As an adult, I’ve made poor choices that have resulted in never having a garage, or even an extra room, to store bikes, so I’ve never owned more than two at a time—one for trails, one for streets. I never had to decide which one to ride to the grocery store, or to the coffee shop. There was my bike, and my mountain bike. I rode that Team USA everywhere in Denver, locking it to a hundred different bike racks, street signs, fences, and trees with the same heavy-ass chain lock, never once worrying about chipping the paint job.
Things have their time, and I imagine plenty of those 1988 Raleigh Team USAs never got ridden after 1992 or 1993, let alone through 2015. In human years, that bike was old enough to drink beer, smoke cigarettes, and rent a car. It saw more of the country than a lot of humans its age had. The one thing it never did was collect dust.

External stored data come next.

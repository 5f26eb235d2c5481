// src/app/utils.rs
use chrono::{Datelike, NaiveDate};
use itertools::Itertools;
use std::time::{Duration, Instant};

use crate::app::types::Genre;

/// `<image_base>/<size><path>`; TMDB paths already start with '/'.
pub(crate) fn image_url(base: &str, size: &str, path: &str) -> String {
    let path = if path.starts_with('/') {
        path.to_string()
    } else {
        format!("/{path}")
    };
    format!("{}/{}{}", base.trim_end_matches('/'), size, path)
}

pub(crate) fn youtube_url(key: &str) -> String {
    format!("https://www.youtube.com/watch?v={}", urlencoding::encode(key))
}

fn parse_release_date(s: &str) -> Option<NaiveDate> {
    NaiveDate::parse_from_str(s.trim(), "%Y-%m-%d").ok()
}

pub(crate) fn release_year(s: &str) -> Option<i32> {
    parse_release_date(s).map(|d| d.year())
}

/// "2023-07-19" -> "Jul 19, 2023"
pub(crate) fn format_release_date(s: &str) -> Option<String> {
    parse_release_date(s).map(|d| d.format("%b %-d, %Y").to_string())
}

pub(crate) fn title_line(title: &str, release_date: &str) -> String {
    match release_year(release_date) {
        Some(y) => format!("{title} ({y})"),
        None => title.to_string(),
    }
}

pub(crate) fn format_runtime(minutes: u32) -> String {
    match (minutes / 60, minutes % 60) {
        (0, m) => format!("{m}m"),
        (h, 0) => format!("{h}h"),
        (h, m) => format!("{h}h {m}m"),
    }
}

/// Whole dollars with thousands separators; TMDB reports 0 for "unknown".
pub(crate) fn format_money(amount: u64) -> String {
    if amount == 0 {
        return "—".into();
    }
    let digits = amount.to_string();
    let mut out = String::with_capacity(digits.len() + digits.len() / 3 + 1);
    out.push('$');
    for (i, ch) in digits.chars().enumerate() {
        if i > 0 && (digits.len() - i) % 3 == 0 {
            out.push(',');
        }
        out.push(ch);
    }
    out
}

pub(crate) fn format_rating(vote_average: f32) -> String {
    format!("★ {:.1}", vote_average)
}

pub(crate) fn genre_names(genres: &[Genre]) -> String {
    genres.iter().map(|g| g.name.as_str()).join(", ")
}

/// True when the viewport bottom is within `margin` of the content end.
/// Content shorter than the viewport counts as "at the bottom" so a short
/// first page keeps pulling until the screen is filled.
pub(crate) fn near_bottom(offset_y: f32, viewport_h: f32, content_h: f32, margin: f32) -> bool {
    if content_h <= viewport_h {
        return true;
    }
    offset_y + viewport_h >= content_h - margin
}

/// Fires once, `wait` after the last `touch`.
#[derive(Debug)]
pub(crate) struct Debouncer {
    wait: Duration,
    last_touch: Option<Instant>,
}

impl Debouncer {
    pub(crate) fn new(wait: Duration) -> Self {
        Self {
            wait,
            last_touch: None,
        }
    }

    pub(crate) fn touch(&mut self, now: Instant) {
        self.last_touch = Some(now);
    }

    pub(crate) fn is_pending(&self) -> bool {
        self.last_touch.is_some()
    }

    /// Time left until the pending call fires.
    pub(crate) fn remaining(&self, now: Instant) -> Option<Duration> {
        self.last_touch
            .map(|t| self.wait.saturating_sub(now.saturating_duration_since(t)))
    }

    pub(crate) fn fire(&mut self, now: Instant) -> bool {
        match self.last_touch {
            Some(t) if now.saturating_duration_since(t) >= self.wait => {
                self.last_touch = None;
                true
            }
            _ => false,
        }
    }
}
// src/app/tmdb.rs: blocking TMDB v3 client
use std::time::Duration;

use reqwest::blocking::Client;
use reqwest::header::{HeaderMap, HeaderValue, AUTHORIZATION, CONTENT_TYPE};
use serde::de::DeserializeOwned;
use serde::Deserialize;
use thiserror::Error;
use tracing::debug;

use crate::app::types::{Cast, Detail, Genre, MoviePage, Trailer};
use crate::config::AppConfig;

#[derive(Debug, Error)]
pub enum ApiError {
    #[error("no TMDB token configured")]
    MissingToken,
    #[error("GET {url}: {message}")]
    Http { url: String, message: String },
    #[error("HTTP {status} for {url}")]
    Status { status: u16, url: String },
    #[error("decode {url}: {source}")]
    Decode {
        url: String,
        source: serde_json::Error,
    },
}

/// The remote catalog as seen by the movie store.
pub trait CatalogApi {
    fn movie_genres(&self) -> Result<Vec<Genre>, ApiError>;
    fn popular_movies(&self, page: u32) -> Result<MoviePage, ApiError>;
    fn search_movies(&self, query: &str, page: u32) -> Result<MoviePage, ApiError>;
    fn movie_detail(&self, id: u64) -> Result<Detail, ApiError>;
    fn movie_videos(&self, id: u64) -> Result<Vec<Trailer>, ApiError>;
    fn movie_credits(&self, id: u64) -> Result<Vec<Cast>, ApiError>;
}

#[derive(Deserialize)]
struct GenreList {
    #[serde(default)]
    genres: Vec<Genre>,
}

#[derive(Deserialize)]
struct VideoList {
    #[serde(default)]
    results: Vec<Trailer>,
}

#[derive(Deserialize)]
struct Credits {
    #[serde(default)]
    cast: Vec<Cast>,
}

pub struct TmdbClient {
    client: Option<Client>,
    base_url: String,
}

impl TmdbClient {
    pub fn new(cfg: &AppConfig) -> Self {
        let client = cfg.api_token.as_deref().and_then(|token| {
            let mut h = HeaderMap::new();
            h.insert(CONTENT_TYPE, HeaderValue::from_static("application/json"));
            match HeaderValue::from_str(&format!("Bearer {token}")) {
                Ok(mut v) => {
                    v.set_sensitive(true);
                    h.insert(AUTHORIZATION, v);
                }
                Err(e) => {
                    tracing::warn!("TMDB token is not a valid header value: {e}");
                    return None;
                }
            }
            Client::builder()
                .user_agent("cinedex/catalog")
                .timeout(Duration::from_secs(20))
                .default_headers(h)
                .build()
                .map_err(|e| tracing::warn!("http client build failed: {e}"))
                .ok()
        });

        Self {
            client,
            base_url: cfg.api_base_url.trim_end_matches('/').to_string(),
        }
    }

    pub(crate) fn endpoint(&self, path: &str) -> String {
        format!("{}{}", self.base_url, path)
    }

    fn get_json<T: DeserializeOwned>(&self, path: &str) -> Result<T, ApiError> {
        let client = self.client.as_ref().ok_or(ApiError::MissingToken)?;
        let url = self.endpoint(path);
        debug!("GET {url}");

        let resp = client.get(&url).send().map_err(|e| ApiError::Http {
            url: url.clone(),
            message: e.to_string(),
        })?;
        let status = resp.status();
        if !status.is_success() {
            return Err(ApiError::Status {
                status: status.as_u16(),
                url,
            });
        }
        let body = resp.bytes().map_err(|e| ApiError::Http {
            url: url.clone(),
            message: format!("read body: {e}"),
        })?;
        serde_json::from_slice(&body).map_err(|source| ApiError::Decode { url, source })
    }
}

pub(crate) fn search_path(query: &str, page: u32) -> String {
    format!(
        "/search/movie?query={}&page={page}",
        urlencoding::encode(query)
    )
}

impl CatalogApi for TmdbClient {
    fn movie_genres(&self) -> Result<Vec<Genre>, ApiError> {
        self.get_json::<GenreList>("/genre/movie/list")
            .map(|list| list.genres)
    }

    fn popular_movies(&self, page: u32) -> Result<MoviePage, ApiError> {
        self.get_json(&format!("/movie/popular?page={page}"))
    }

    fn search_movies(&self, query: &str, page: u32) -> Result<MoviePage, ApiError> {
        self.get_json(&search_path(query, page))
    }

    fn movie_detail(&self, id: u64) -> Result<Detail, ApiError> {
        self.get_json(&format!("/movie/{id}"))
    }

    fn movie_videos(&self, id: u64) -> Result<Vec<Trailer>, ApiError> {
        self.get_json::<VideoList>(&format!("/movie/{id}/videos"))
            .map(|list| list.results)
    }

    fn movie_credits(&self, id: u64) -> Result<Vec<Cast>, ApiError> {
        self.get_json::<Credits>(&format!("/movie/{id}/credits"))
            .map(|c| c.cast)
    }
}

I don’t really consider myself that much of a bike guy, but I can name almost every single bike I’ve owned in my life, starting with the little baby blue steel thing my parents put training wheels on so I could learn to ride in the driveway, all the way to the brand-new full-suspension mountain bike I bought in 2012. I think anyone who loves bikes can probably put together a timeline of their life according to the bicycles they owned, a sort of autobiography by bike. And my years with the Raleigh Team USA just ended.
I told the guy who bought the bike that if it helped, he could tell his wife that the money went to a good cause, because I was donating it to my friends’ film about the women in Afghanistan who risk their lives to push for social change by riding bicycles. I appreciate the poetry of buying that bike for $100, riding it for almost six years, and then selling it for $100, and I guess it makes me feel better that I immediately funneled the money to something meaningful. After all, I suppose you never really own anything, whether it’s money, or a bicycle—you just kind of get to hang onto it for a while.